(Task instructions):
Identical copies of all the records below are needed.
__________
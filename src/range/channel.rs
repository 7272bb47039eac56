// src/range/channel.rs

//! 16-bit channels cut from a [`Field`] and pushed through a [`RangeMap`].

use super::{quantize, Bounds, ClipSpec, Histogram, RangeMap};
use crate::error::{Error, Result};
use crate::grid::{Field, Part};
use log::debug;

/// `width` x `height` samples in the 16-bit bucket space, column-major like
/// [`Field`].
#[derive(Debug, Clone, PartialEq, Eq)]
pub struct Channel {
    width: usize,
    height: usize,
    samples: Vec<u16>,
}

impl Channel {
    pub fn new(width: usize, height: usize, samples: Vec<u16>) -> Result<Self> {
        if width == 0 || height == 0 || samples.len() != width * height {
            return Err(Error::InvalidParameter(format!(
                "channel shape mismatch: {} samples for {}x{}",
                samples.len(),
                width,
                height
            )));
        }
        Ok(Channel {
            width,
            height,
            samples,
        })
    }

    pub fn width(&self) -> usize {
        self.width
    }

    pub fn height(&self) -> usize {
        self.height
    }

    #[inline]
    pub fn get(&self, column: usize, row: usize) -> u16 {
        self.samples[column * self.height + row]
    }

    pub fn column(&self, column: usize) -> &[u16] {
        &self.samples[column * self.height..(column + 1) * self.height]
    }

    pub fn samples(&self) -> &[u16] {
        &self.samples
    }

    pub fn histogram(&self) -> Histogram {
        Histogram::from_samples(self.samples.iter().copied())
    }

    /// Applies `map` to every sample.
    pub fn remapped(&self, map: &RangeMap) -> Channel {
        Channel {
            width: self.width,
            height: self.height,
            samples: self.samples.iter().map(|&v| map.remap(v)).collect(),
        }
    }
}

/// Quantizes one part of every sample over that part's range in the field.
pub fn quantize_field(field: &Field, part: Part) -> Channel {
    let extrema = field.extrema();
    let (min, max) = (extrema.min(part), extrema.max(part));
    Channel {
        width: field.width(),
        height: field.height(),
        samples: field
            .values()
            .iter()
            .map(|&z| quantize(part.of(z), min, max))
            .collect(),
    }
}

/// Clips and stretches `raw` per `clip`. A hint wins over the histogram;
/// the histogram is only built when the bounds are not absolute.
pub fn map_channel(raw: &Channel, clip: &ClipSpec, hint: Option<Bounds>) -> Result<Channel> {
    clip.validate()?;
    let histogram = (hint.is_none() && !clip.is_absolute()).then(|| raw.histogram());
    let map = clip.range_map(histogram.as_ref(), hint)?;
    Ok(raw.remapped(&map))
}

/// [`quantize_field`] followed by [`map_channel`].
pub fn map_field(field: &Field, part: Part, clip: &ClipSpec, hint: Option<Bounds>) -> Result<Channel> {
    let raw = quantize_field(field, part);
    debug!(
        "Mapping {:?} part of {}x{} field",
        part,
        raw.width(),
        raw.height()
    );
    map_channel(&raw, clip, hint)
}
__________
(Written response):
filename src/range/channel.rs
repository 7272bb47039eac56
// src/range/channel.rs

//! 16-bit channels cut from a [`Field`] and pushed through a [`RangeMap`].

use super::{quantize, Bounds, ClipSpec, Histogram, RangeMap};
use crate::error::{Error, Result};
use crate::grid::{Field, Part};
use log::debug;

/// `width` x `height` samples in the 16-bit bucket space, column-major like
/// [`Field`].
#[derive(Debug, Clone, PartialEq, Eq)]
pub struct Channel {
    width: usize,
    height: usize,
    samples: Vec<u16>,
}

impl Channel {
    pub fn new(width: usize, height: usize, samples: Vec<u16>) -> Result<Self> {
        if width == 0 || height == 0 || samples.len() != width * height {
            return Err(Error::InvalidParameter(format!(
                "channel shape mismatch: {} samples for {}x{}",
                samples.len(),
                width,
                height
            )));
        }
        Ok(Channel {
            width,
            height,
            samples,
        })
    }

    pub fn width(&self) -> usize {
        self.width
    }

    pub fn height(&self) -> usize {
        self.height
    }

    #[inline]
    pub fn get(&self, column: usize, row: usize) -> u16 {
        self.samples[column * self.height + row]
    }

    pub fn column(&self, column: usize) -> &[u16] {
        &self.samples[column * self.height..(column + 1) * self.height]
    }

    pub fn samples(&self) -> &[u16] {
        &self.samples
    }

    pub fn histogram(&self) -> Histogram {
        Histogram::from_samples(self.samples.iter().copied())
    }

    /// Applies `map` to every sample.
    pub fn remapped(&self, map: &RangeMap) -> Channel {
        Channel {
            width: self.width,
            height: self.height,
            samples: self.samples.iter().map(|&v| map.remap(v)).collect(),
        }
    }
}

/// Quantizes one part of every sample over that part's range in the field.
pub fn quantize_field(field: &Field, part: Part) -> Channel {
    let extrema = field.extrema();
    let (min, max) = (extrema.min(part), extrema.max(part));
    Channel {
        width: field.width(),
        height: field.height(),
        samples: field
            .values()
            .iter()
            .map(|&z| quantize(part.of(z), min, max))
            .collect(),
    }
}

/// Clips and stretches `raw` per `clip`. A hint wins over the histogram;
/// the histogram is only built when the bounds are not absolute.
pub fn map_channel(raw: &Channel, clip: &ClipSpec, hint: Option<Bounds>) -> Result<Channel> {
    clip.validate()?;
    let histogram = (hint.is_none() && !clip.is_absolute()).then(|| raw.histogram());
    let map = clip.range_map(histogram.as_ref(), hint)?;
    Ok(raw.remapped(&map))
}

/// [`quantize_field`] followed by [`map_channel`].
pub fn map_field(field: &Field, part: Part, clip: &ClipSpec, hint: Option<Bounds>) -> Result<Channel> {
    let raw = quantize_field(field, part);
    debug!(
        "Mapping {:?} part of {}x{} field",
        part,
        raw.width(),
        raw.height()
    );
    map_channel(&raw, clip, hint)
}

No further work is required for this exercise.